Anyone seen the new Stradic FK? Opinons?


----------



## Creek Runner (Sep 1, 2011)

It's the line roller bearing they go out all the time. Whoever hasn't had a Ci4 or Ci4+ make that noise doesn't fish enough, lol! 

As mentioned Boca Bearing makes a ceramic upgrade for them, and it's worth it even though I have had them fail as well. I keep 2 extras on hand at all times.


----------



## Rediculous (May 5, 2012)

> IM Willing to bet its not the roller bearing. Sounds like the main pinion bearing to me. 95% of the time it's the problem when you suddenly start hearing a noise. If it really is a Ci4 an not a CI4+ Id sent it in for a $25 service from Shimano. Almost positive you"ll get a brand new Ci4+. Just my opinion though. Never had a roller bearing make noise on me. Just lock up. Either way like steted above Boca Bearings is a good place to get replacement parts. Or ereplacementparts.com


I'll take that bet... I've been using stradic's for almost 20 years, and I've never had the main pinion bearing go out. Ever. 

99.9% of the time it's the roller bearing. Regardless of how well you maintain your reel. It won't last much longer than a year.  

To the OP, take a 2' or 3' length of fishing line. Hang the reel by the roller assembly, holding the ends of the line with each hand. Alternate going up with one hand and down with the other, and you'll hear and feel the roller bearing grinding. If you don't hear or feel anything, then I'll stand corrected.


----------



## LLeone (Apr 8, 2015)

Even the non Ci4 Stradics are known for eating roller bearings. My last one made it about 3 years and just started making "The noise".


----------



## Rediculous (May 5, 2012)

> Even the non Ci4 Stradics are known for eating roller bearings. My last one made it about 3 years and just started making "The noise".
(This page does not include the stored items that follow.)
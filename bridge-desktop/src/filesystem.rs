//! File System Access Implementation using Tokio

use async_trait::async_trait;
use bridge_traits::{
    error::{BridgeError, Result},
    storage::FileSystemAccess,
};
use bytes::Bytes;
use std::path::{Path, PathBuf};
use tokio::fs;
use tracing::debug;

use crate::APP_DIRECTORY_NAME;

/// Tokio-based file system implementation
///
/// Captured receipts and the capture log are kept under the platform data
/// directory (`~/.local/share/receipt-connector` on Linux).
pub struct TokioFileSystem {
    data_dir: PathBuf,
}

impl TokioFileSystem {
    /// Create a new file system accessor with the default data directory
    pub fn new() -> Self {
        let data_dir = dirs::data_dir()
            .unwrap_or_else(|| {
                dirs::home_dir()
                    .unwrap_or_else(|| PathBuf::from("."))
                    .join(".local")
                    .join("share")
            })
            .join(APP_DIRECTORY_NAME);

        Self { data_dir }
    }

    /// Create a new file system accessor rooted at a custom directory
    pub fn with_data_directory(data_dir: PathBuf) -> Self {
        Self { data_dir }
    }

    fn map_io_error(e: std::io::Error) -> BridgeError {
        BridgeError::Io(e)
    }
}

impl Default for TokioFileSystem {
    fn default() -> Self {
        Self::new()
    }
}

#[async_trait]
impl FileSystemAccess for TokioFileSystem {
    async fn get_data_directory(&self) -> Result<PathBuf> {
        if !self.data_dir.exists() {
            fs::create_dir_all(&self.data_dir)
                .await
                .map_err(Self::map_io_error)?;
            debug!(path = ?self.data_dir, "Created data directory");
        }
        Ok(self.data_dir.clone())
    }

    async fn exists(&self, path: &Path) -> Result<bool> {
        fs::try_exists(path).await.map_err(Self::map_io_error)
    }

    async fn create_dir_all(&self, path: &Path) -> Result<()> {
        fs::create_dir_all(path)
            .await
            .map_err(Self::map_io_error)?;
        debug!(path = ?path, "Created directory");
        Ok(())
    }

    async fn read_file(&self, path: &Path) -> Result<Bytes> {
        let data = fs::read(path).await.map_err(Self::map_io_error)?;
        debug!(path = ?path, size = data.len(), "Read file");
        Ok(Bytes::from(data))
    }

    async fn write_file(&self, path: &Path, data: Bytes) -> Result<()> {
        if let Some(parent) = path.parent() {
            self.create_dir_all(parent).await?;
        }

        fs::write(path, data.as_ref())
            .await
            .map_err(Self::map_io_error)?;
        debug!(path = ?path, size = data.len(), "Wrote file");
        Ok(())
    }

    async fn delete_file(&self, path: &Path) -> Result<()> {
        fs::remove_file(path).await.map_err(Self::map_io_error)?;
        debug!(path = ?path, "Deleted file");
        Ok(())
    }
}

#[cfg(test)]
mod tests {
    use super::*;

    #[tokio::test]
    async fn test_custom_data_directory_is_created() {
        let root = tempfile::tempdir().unwrap();
        let data = root.path().join("nested").join("data");
        let fs = TokioFileSystem::with_data_directory(data.clone());

        let dir = fs.get_data_directory().await.unwrap();
        assert_eq!(dir, data);
        assert!(fs.exists(&data).await.unwrap());
    }

    #[tokio::test]
    async fn test_write_replaces_and_read() {
        let root = tempfile::tempdir().unwrap();
        let fs = TokioFileSystem::with_data_directory(root.path().to_path_buf());
        let file = root.path().join("logs").join("capture_logs.json");

        fs.write_file(&file, Bytes::from("[1]")).await.unwrap();
        fs.write_file(&file, Bytes::from("[]")).await.unwrap();

        assert_eq!(fs.read_file(&file).await.unwrap(), Bytes::from("[]"));

        fs.delete_file(&file).await.unwrap();
        assert!(!fs.exists(&file).await.unwrap());
    }

    #[tokio::test]
    async fn test_read_missing_file_is_io_error() {
        let root = tempfile::tempdir().unwrap();
        let fs = TokioFileSystem::with_data_directory(root.path().to_path_buf());

        let err = fs.read_file(&root.path().join("missing.jpg")).await.unwrap_err();
        assert!(matches!(err, BridgeError::Io(_)));
    }
}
Wow, 3 years is a hell of a run... and yes, all stradics and similar shimanos suffer from this. If it was a bigger issue I would have stopped using them a long time ago. Aside from this small issue, shimano makes the best inshore spinning reel on the market IMO.


----------



## LLeone (Apr 8, 2015)

> > Even the non Ci4 Stradics are known for eating roller bearings. My last one made it about 3 years and just started making "The noise".
> 
> 
> Wow, 3 years is a hell of a run... and yes, all stradics and similar shimanos suffer from this. If it was a bigger issue I would have stopped using them a long time ago. Aside from this small issue, shimano makes the best inshore spinning reel on the market IMO.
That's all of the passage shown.